Tapi faktanya dia merasakan hal yang sama seperti yang Jiho rasakan. Hancur! Sehancur-hancurnya. Dia ngerasa gak becus dalam menjaga dua adiknya. Dia ngerasa gak pantas di panggil anak sulung saat ia tak bisa mengayomi, merangkul, juga menenangkan dua adiknya. Mingyu ngerasa bersalah udah egois bermain perasaan sendirian di belakang adik-adiknya yang juga sama sakitnya.

"Junkyu katanya mau lanjut kuliah ke Jakarta. Dia mau nemenin nyokap."

Mingyu tersentak kaget, "Kok? Lo tau dari mana?"

"Gue kemaren ke rumah nenek, niatnya mau jemput dia balik, soalnya gak enak kelamaan nginap di sana. Tapi ternyata dia udah buat keputusan sendiri untuk ikut nyokap—

—Minggu depan gue yang antar dia ke Jakarta. Lo kalau mau ikut bokap silahkan, gue sama Junkyu gak akan ngelarang."

Mingyu mengumpat dalam hati. Ternyata Jiho lebih dulu peka dengan perasaannya. Tapi bukan ini yang Mingyu maksud. Dia cuma mau tau dari mana asal muasal hancurnya hubungan kedua orang tuanya. Dia memang gak percaya papanya selingkuh, tapi bukan berarti dia menuduh mamanya yang selingkuh. Mingyu berdiam diri selama ini cuma lagi ngumpulin bukti, bukan menyiapkan strategi untuk berpisah dengan dua adiknya dalam memilih ingin ikut siapa.

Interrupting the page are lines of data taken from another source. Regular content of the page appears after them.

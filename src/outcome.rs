//! Normalized outcome of one executed statement.
//!
//! Every engine adapter reports completion through a `StatementOutcome`,
//! regardless of how the underlying engine signals success and failure.
//! Read statements additionally carry a materialized [`RowSet`] snapshot.

use anyhow::{Result, anyhow};

use crate::row::{Row, RowSet};

/// The normalized outcome of one executed statement.
///
/// One outcome is constructed per statement and handed to exactly one caller;
/// it is immutable after construction. Row access (`rows`, `item`, `each`) is
/// only usable on outcomes produced by read statements. Using it on a write
/// outcome is a caller contract violation and fails with a descriptive error
/// rather than silently returning nothing.
#[derive(Debug, Clone, Default)]
pub struct StatementOutcome {
    success: bool,
    error: Option<String>,
    sql: String,
    rows: Option<RowSet>,
}

impl StatementOutcome {
    /// Successful outcome of a write statement.
    pub fn ok(sql: impl Into<String>) -> Self {
        Self {
            success: true,
            error: None,
            sql: sql.into(),
            rows: None,
        }
    }

    /// Successful outcome of a read statement, with its row snapshot.
    pub fn with_rows(sql: impl Into<String>, rows: RowSet) -> Self {
        Self {
            success: true,
            error: None,
            sql: sql.into(),
            rows: Some(rows),
        }
    }

    /// Failed outcome carrying the engine's error text.
    pub fn failed(sql: impl Into<String>, error: impl std::fmt::Display) -> Self {
        Self {
            success: false,
            error: Some(error.to_string()),
            sql: sql.into(),
            rows: None,
        }
    }

    /// Outcome of an operation that intentionally ran no statement
    /// (schema init with manual table creation).
    pub fn skipped() -> Self {
        Self {
            success: true,
            error: None,
            sql: String::new(),
            rows: None,
        }
    }

    /// Whether the statement completed without error.
    pub fn success(&self) -> bool {
        self.success
    }

    /// Error text, if the statement failed.
    pub fn error(&self) -> Option<&str> {
        self.error.as_deref()
    }

    /// The executed statement text, for diagnostics.
    pub fn sql(&self) -> &str {
        &self.sql
    }

    /// Whether this outcome carries a row snapshot.
    pub fn is_read(&self) -> bool {
        self.rows.is_some()
    }

    /// Number of rows in the snapshot; 0 for write outcomes.
    pub fn row_count(&self) -> usize {
        self.rows.as_ref().map_or(0, RowSet::len)
    }

    /// The materialized row snapshot.
    ///
    /// # Errors
    ///
    /// Fails if this outcome was not produced by a SELECT statement.
    pub fn rows(&self) -> Result<&RowSet> {
        self.rows.as_ref().ok_or_else(|| {
            anyhow!("row access is only available on the outcome of a SELECT statement")
        })
    }

    /// The row at `index` in the snapshot.
    ///
    /// # Errors
    ///
    /// Fails if this is not a read outcome, or `index` is out of range.
    pub fn item(&self, index: usize) -> Result<&Row> {
        let rows = self.rows()?;
        rows.item(index)
            .ok_or_else(|| anyhow!("row index {} out of range (0..{})", index, rows.len()))
    }

    /// Visit every row of the snapshot in ascending index order.
    ///
    /// # Errors
    ///
    /// Fails if this is not a read outcome.
    pub fn each<F>(&self, visitor: F) -> Result<()>
    where
        F: FnMut(usize, &Row),
    {
        self.rows()?.each(visitor);
        Ok(())
    }
}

"Satu lagi Gyu. Habis dari nyokap, gue ke bokap juga. Gue sekalian mau minta izin."

Mingyu menoleh dengan alis terangkat sebelah.

"Izin apa?"

"Beasiswa. Gue dapat beasiwa nerusin semester depan ke Singapore. Dan untuk yang ini, gue berniat ambil..."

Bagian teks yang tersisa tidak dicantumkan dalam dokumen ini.